Blue Monday or not, there’s no denying that this year two of the pandemic has been quite challenging for all of us. If you’re feeling low or depressed, the best thing you can do is seek help.
Whether that’s speaking to a family or a trusted friend, through the NHS, or mental health charities like Samaritans dedicated to offering advice and understanding to people struggling with their mental health.

Beauty Daily Blue Monday self-care day routine

Clarins Training Manager, Charlotte McHale, shares a self-care routine fitting to keep those Monday blues away.

Morning routine:
McHale suggests incorporating Tonic Range into your Monday mornings. It is infused with essential oils including mint which is proven to increase memory and alertness in addition to decreasing anxiety and fatigue.

morning shower gel

“Kick start the day with a tonic bath and shower concentrate. Apart from mint, it’s got some great aromatherapy qualities coming from geranium and rosemary which give a happy feel and a sense of well-being,” she explains.

Pour a few drops of concentrate in the bathtub, then run water (maximum temperature: 37°C-98.6°F). Stay in for 10 mins to inhale the aromatic steam. In the shower, apply to wet skin and rinse; don’t forget to inhale the uplifting aroma as it permeates the steam in the shower too, to get the aromatic benefits.

Bedtime ritual:
After a hectic workday, spend a little time on facial care.

If you’ve got a really short amount of time, just put on a mask (choose whichever one suits your skin.) Leave it for 10 mins, you can either relax or continue doing what you usually do at night.

Have 20 mins to spare?
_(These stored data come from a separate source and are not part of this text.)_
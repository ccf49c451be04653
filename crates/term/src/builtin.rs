//! Factories linked into the `trellis` binary.
//!
//! A small training stack so documents can be checked with `--strict` and
//! `trellis factories` has something to list. Applications embedding the
//! engine register their own components the same way.

use std::sync::Arc;

use trellis_registry::{BoxError, Instance, ParamSpec, Params, Value, submit_factory};

#[derive(Debug)]
pub struct Dataset {
	pub path: String,
	pub batch_size: i64,
}

#[derive(Debug)]
pub struct Linear {
	pub inputs: i64,
	pub outputs: i64,
}

#[derive(Debug)]
pub struct Sgd {
	pub params: Instance,
	pub lr: f64,
}

#[derive(Debug)]
pub struct Trainer {
	pub model: Instance,
	pub optimizer: Arc<Sgd>,
	pub data: Arc<Dataset>,
	pub epochs: i64,
}

fn build_dataset(params: Params) -> Result<Instance, BoxError> {
	Ok(Instance::new(Dataset {
		path: params.str("path")?.to_string(),
		batch_size: params.int("batch_size")?,
	}))
}

fn build_linear(params: Params) -> Result<Instance, BoxError> {
	Ok(Instance::new(Linear {
		inputs: params.int("inputs")?,
		outputs: params.int("outputs")?,
	}))
}

fn build_sgd(params: Params) -> Result<Instance, BoxError> {
	Ok(Instance::new(Sgd {
		params: params.instance("params")?.clone(),
		lr: params.float("lr")?,
	}))
}

fn build_trainer(params: Params) -> Result<Instance, BoxError> {
	Ok(Instance::new(Trainer {
		model: params.instance("model")?.clone(),
		optimizer: params.object("optimizer")?,
		data: params.object("data")?,
		epochs: params.int("epochs")?,
	}))
}

fn default_batch_size() -> Value {
	Value::Int(32)
}

fn default_lr() -> Value {
	Value::Float(0.01)
}

fn default_epochs() -> Value {
	Value::Int(1)
}

static DATASET_SIGNATURE: [ParamSpec; 2] = [
	ParamSpec::required("path"),
	ParamSpec::with_default("batch_size", default_batch_size),
];
static LINEAR_SIGNATURE: [ParamSpec; 2] = [ParamSpec::required("inputs"), ParamSpec::required("outputs")];
static SGD_SIGNATURE: [ParamSpec; 2] = [ParamSpec::required("params"), ParamSpec::with_default("lr", default_lr)];
static TRAINER_SIGNATURE: [ParamSpec; 4] = [
	ParamSpec::required("model"),
	ParamSpec::required("optimizer"),
	ParamSpec::required("data"),
	ParamSpec::with_default("epochs", default_epochs),
];

submit_factory!("Dataset", build_dataset, signature: &DATASET_SIGNATURE);
submit_factory!("Linear", build_linear, signature: &LINEAR_SIGNATURE);
submit_factory!("SGD", build_sgd, signature: &SGD_SIGNATURE);
submit_factory!("Trainer", build_trainer, signature: &TRAINER_SIGNATURE);

#[cfg(test)]
mod tests {
	use pretty_assertions::assert_eq;
	use serde_json::json;
	use trellis_config::{EnvMap, Resolver};

	use super::*;

	#[test]
	fn builtins_are_registered() {
		let names = trellis_registry::global().unwrap().names();
		for name in ["Dataset", "Linear", "SGD", "Trainer"] {
			assert!(names.contains(&name), "{name} missing from {names:?}");
		}
	}

	#[test]
	fn builtins_wire_a_training_run() {
		let document = json!({
			"data": {"_name": "Dataset", "path": "$DATA/train.csv"},
			"model": {"_name": "Linear", "inputs": 4, "outputs": 2},
			"optimizer": {"_name": "SGD", "params": "$model", "lr": 0.1},
			"trainer": {"_name": "Trainer", "epochs": 3},
		});
		let env = EnvMap::new().with("DATA", "/data");
		let exp = Resolver::new(trellis_registry::global().unwrap())
			.with_env(&env)
			.load(&document)
			.unwrap();

		let trainer = exp.get_as::<Trainer>("trainer").unwrap();
		assert_eq!(trainer.epochs, 3);
		assert_eq!(trainer.data.path, "/data/train.csv");
		assert_eq!(trainer.data.batch_size, 32);
		assert!(Arc::ptr_eq(&trainer.optimizer, &exp.get_as::<Sgd>("optimizer").unwrap()));
		assert!(trainer.model.ptr_eq(&trainer.optimizer.params));
	}
}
Post cleanse (double cleanse, exfoliation, and toning), try this DIY lymphatic drainage facial.

Apply a few drops of your favourite Clarins Face Treatment Oil onto the palm of your hands and massage gently on the face and neck in light sweeping strokes, gliding upwards and outwards. This will help banish the signs of stress and tension.

Final Word: Beauty Daily Beauty & Wellness Writer, Anne Lora Scagliusi

“Hectic workdays are inevitable. I make sure to take a pause and step away from my workstation. What I do is take a few deep breaths or take a 15-minute nature stroll. Both are proven to release dopamine and endorphins. More simply, I ask for a power-up hug from the hubby to release oxytocin. I am a true advocate of Clarins treatment fragrances.  Most days, I’d grab Eau Dynamisante and end work with a spritz of the relaxing Eau Ressourcante. But to keep the Monday Blues away, my pick is the summery scent of Eau des Jardin. It reminds me of sunny Tuscany.”